On leur réclamait 3.000 € d'amendes pour une voiture vendue. Le non-changement de carte grise a fait vivre un calvaire à une famille de Rosporden. L'affaire était évoquée hier devant le tribunal de police de Quimper.
Vers la fin du cauchemar. Hier matin à l'entrée du tribunal de Créac'h-Gwen, Sylvie et Erwann Di Benedetto étaient partagés entre stress et soulagement. Voila 18 mois que cette famille de Rosporden reçoit des contraventions concernant un véhicule vendu en octobre2009. Cette cession leur a rapporté 600€, le quart de ce que leur réclamait l'État pour une quinzaine de procédures, majoritairement des excès de vitesse.
Prise de conscience à l'audience
Des infractions commises par la nouvelle propriétaire de la Renault 19. Elle n'a jamais effectué le changement de carte grise. «J'avais été auditionnée par les gendarmes, je croyais que c'était eux qui s'en chargeaient», a-t-elle déclaré devant le tribunal de police. Ce n'est qu'hier, à l'audience, qu'elle semble avoir pris conscience des conséquences de son omission. Une démarche administrative ignorée et c'est toute la vie d'une famille qui se trouve ébranlée. En quelques mois, les majorations de PV et autres courriers recommandés se sont accumulés au domicile des Di Benedetto.
La machine administrative restait sourde
De bonne foi, ils ont répondu qu'ils n'étaient plus les propriétaires du véhicule contrevenant. Des explications inaudibles pour la machine administrative en marche. Les recours auprès du centre automatisé de traitement des PV, à Rennes, ont été balayés. «Payez sinon on vous envoie l'huissier», leur répondait-on au téléphone. Les interventions de tiers n'ont pas eu plus de succès. Le maire délégué de Kernével s'est ainsi fait raccrocher au nez. «On se croyait dans un mauvais film de science-fiction, avec des clones», décrit Laëtitia Debuyser. Dans sa plaidoirie, l'avocate des Rospordinois a fustigé «les automates» de ce système qui appliquent les règles sans s'embarrasser d'explications.
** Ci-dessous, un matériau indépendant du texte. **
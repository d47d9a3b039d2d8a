//! Node pool operations.

use crate::client::Client;
use crate::error::{ClientError, Result};
use ocp_core::{
    NodePool, NodePoolCreateRequest, NodePoolId, NodePoolScaling, OperationHandle, Submission,
};

const NODE_POOL_PATH: &str = "node-pool/";

impl Client {
    /// Create a node pool in an existing cluster.
    ///
    /// Depending on the backend the answer is either an operation to poll or
    /// the created pool itself.
    pub async fn create_node_pool(&self, request: &NodePoolCreateRequest) -> Result<Submission> {
        let response = self.post(NODE_POOL_PATH, request).await?;
        self.handle_response(response).await
    }

    /// Get a node pool by id. Returns `Ok(None)` on 404.
    pub async fn get_node_pool(&self, id: &NodePoolId) -> Result<Option<NodePool>> {
        let response = self.get(&format!("{NODE_POOL_PATH}{id}")).await?;
        self.handle_optional(response).await
    }

    /// Change the scaling triple of a pool.
    ///
    /// The backend answers with the full pool; only the triple it reports is
    /// returned.
    pub async fn update_node_pool(
        &self,
        id: &NodePoolId,
        scaling: &NodePoolScaling,
    ) -> Result<NodePoolScaling> {
        let response = self
            .patch(&format!("{NODE_POOL_PATH}{id}/"), scaling)
            .await?;
        self.handle_response(response).await
    }

    /// Delete a node pool.
    ///
    /// Returns the operation to poll, or `None` when the pool was removed
    /// synchronously. A body carrying an `operation_id` must decode as a
    /// handle.
    pub async fn delete_node_pool(&self, id: &NodePoolId) -> Result<Option<OperationHandle>> {
        let response = self.delete(&format!("{NODE_POOL_PATH}{id}/")).await?;
        let body: Option<serde_json::Value> = self.handle_maybe_empty(response).await?;

        match body {
            Some(value) if value.get("operation_id").is_some() => serde_json::from_value(value)
                .map(Some)
                .map_err(|err| {
                    ClientError::InvalidResponse(format!("delete of node pool {id}: {err}"))
                }),
            _ => Ok(None),
        }
    }
}
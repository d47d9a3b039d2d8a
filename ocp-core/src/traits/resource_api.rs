//! The seam between the reconciliation engine and the backend.

use crate::error::Result;
use crate::types::{
    Cluster, ClusterCreateRequest, ClusterId, ClusterPatch, ClusterUpdate, NodePool,
    NodePoolCreateRequest, NodePoolId, NodePoolScaling, OperationHandle, OperationId,
    OperationRecord, Submission,
};
use std::future::Future;
use std::pin::Pin;

/// A boxed future for async backend calls.
pub type ApiFuture<'a, T> = Pin<Box<dyn Future<Output = Result<T>> + Send + 'a>>;

/// Remote calls the reconciler needs.
///
/// Implementations return [`OcpError::Api`](crate::OcpError::Api) for non-success
/// responses. `get_operation` in particular must report a missing record as a
/// 404 so the poller can treat it as not yet visible.
pub trait ResourceApi: Send + Sync {
    /// Submit a cluster creation.
    fn create_cluster<'a>(
        &'a self,
        request: &'a ClusterCreateRequest,
    ) -> ApiFuture<'a, OperationHandle>;

    /// Fetch a cluster; `None` when the backend answers 404.
    fn get_cluster<'a>(&'a self, id: &'a ClusterId) -> ApiFuture<'a, Option<Cluster>>;

    /// Apply a partial cluster update. Synchronous on the backend.
    fn update_cluster<'a>(
        &'a self,
        id: &'a ClusterId,
        update: &'a ClusterUpdate,
    ) -> ApiFuture<'a, ClusterPatch>;

    /// Submit a cluster deletion.
    fn delete_cluster<'a>(&'a self, id: &'a ClusterId) -> ApiFuture<'a, OperationHandle>;

    /// Submit a node pool creation.
    fn create_node_pool<'a>(
        &'a self,
        request: &'a NodePoolCreateRequest,
    ) -> ApiFuture<'a, Submission>;

    /// Fetch a node pool; `None` when the backend answers 404.
    fn get_node_pool<'a>(&'a self, id: &'a NodePoolId) -> ApiFuture<'a, Option<NodePool>>;

    /// Change a pool's scaling triple. The answer carries the values the
    /// backend actually applied.
    fn update_node_pool<'a>(
        &'a self,
        id: &'a NodePoolId,
        scaling: &'a NodePoolScaling,
    ) -> ApiFuture<'a, NodePoolScaling>;

    /// Delete a node pool. `None` when the backend deleted it synchronously.
    fn delete_node_pool<'a>(
        &'a self,
        id: &'a NodePoolId,
    ) -> ApiFuture<'a, Option<OperationHandle>>;

    /// Look up an operation's status.
    fn get_operation<'a>(&'a self, id: &'a OperationId) -> ApiFuture<'a, OperationRecord>;
}

impl<T: ResourceApi + ?Sized> ResourceApi for std::sync::Arc<T> {
    fn create_cluster<'a>(
        &'a self,
        request: &'a ClusterCreateRequest,
    ) -> ApiFuture<'a, OperationHandle> {
        (**self).create_cluster(request)
    }

    fn get_cluster<'a>(&'a self, id: &'a ClusterId) -> ApiFuture<'a, Option<Cluster>> {
        (**self).get_cluster(id)
    }

    fn update_cluster<'a>(
        &'a self,
        id: &'a ClusterId,
        update: &'a ClusterUpdate,
    ) -> ApiFuture<'a, ClusterPatch> {
        (**self).update_cluster(id, update)
    }

    fn delete_cluster<'a>(&'a self, id: &'a ClusterId) -> ApiFuture<'a, OperationHandle> {
        (**self).delete_cluster(id)
    }

    fn create_node_pool<'a>(
        &'a self,
        request: &'a NodePoolCreateRequest,
    ) -> ApiFuture<'a, Submission> {
        (**self).create_node_pool(request)
    }

    fn get_node_pool<'a>(&'a self, id: &'a NodePoolId) -> ApiFuture<'a, Option<NodePool>> {
        (**self).get_node_pool(id)
    }

    fn update_node_pool<'a>(
        &'a self,
        id: &'a NodePoolId,
        scaling: &'a NodePoolScaling,
    ) -> ApiFuture<'a, NodePoolScaling> {
        (**self).update_node_pool(id, scaling)
    }

    fn delete_node_pool<'a>(
        &'a self,
        id: &'a NodePoolId,
    ) -> ApiFuture<'a, Option<OperationHandle>> {
        (**self).delete_node_pool(id)
    }

    fn get_operation<'a>(&'a self, id: &'a OperationId) -> ApiFuture<'a, OperationRecord> {
        (**self).get_operation(id)
    }
}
Des reproches également adressés aux parlementaires: «Nous sommes dans un vide juridique, un député avait tout de même pointé ce genre de problème dès 2007». Il faudra plus d'un an avant que les Di Benedetto ne reçoivent enfin un courrier les exonérant des amendes.
Famille fragilisée
L'ardoise a été effacée mais d'autres traces, indélébiles, demeurent. Celles du traumatisme causé à l'ensemble de la famille. Sylvie Di Benedetto, dont la santé a été fragilisée par cette affaire, garde en tête l'image de son fils aîné, en pleurs devant le réfrigérateur vide. Le garçon de 9 ans était persuadé qu'un huissier avait tout emporté alors que sa mère n'avait tout simplement pas encore fait le marché hebdomadaire. Cet épisode, comme les peurs d'ouvrir la boîte aux lettres ou de répondre au téléphone, ont alimenté un préjudice moral au titre duquel l'avocate du couple a réclamé 5.000 € de dommages et intérêts. Se prononçant uniquement sur la contravention résultant du non-changement de carte grise, le représentant du ministère public a requis une amende de 300 €. Le délibéré sera rendu le 9 septembre.